B.L. Topp, C.M. Hardner, A.M. Kelly
Macadamia (Macadamia integrifolia Maiden & Betche and M. tetraphylla L.A.S. Johnson) is an Australian native, evergreen nut tree adapted to the subtropics. Large tree size and slow maturity of the crop pose particular problems for breeding and selection. Funding for an industry breeding program commenced in 1996 and 20 elite seedlings were selected. A second generation of hybrid seedlings is planned for production using the elite selections identified from previous breeding as parents. Four breeding strategies were compared in terms of the time to commercial deployment of elite selections, cost of breeding and expected rates of genetic gain determined by stochastic modelling.

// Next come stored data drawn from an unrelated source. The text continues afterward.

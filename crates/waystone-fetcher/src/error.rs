//! Error types for the bridge binary.
//!
//! [`FetcherError`] covers startup failures only. Once the bridge loop
//! is running, every failure mode is contained at a smaller scope
//! (per event, per flush) and the loop carries on.

/// Top-level startup error for the bridge binary.
#[derive(Debug, thiserror::Error)]
pub enum FetcherError {
    /// Configuration loading failed (missing file, invalid YAML, or the
    /// required `connection` section absent).
    #[error("config error: {source}")]
    Config {
        /// The underlying config error.
        #[from]
        source: waystone_core::config::ConfigError,
    },
}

A tandem selection strategy, which selected for kernel recovery in a seedling trial and nut-in-shell yield in a clonal trial, produced the highest gain to cost ratio but was limited in the number of genotypes assessed in the clonal trial. The full assessment and progeny cull strategies, which selected for nut-in-shell yield and kernel recovery in both a seedling and clonal trial were similar in terms of gain per unit cost and a cloned seedling strategy was intermediate in value.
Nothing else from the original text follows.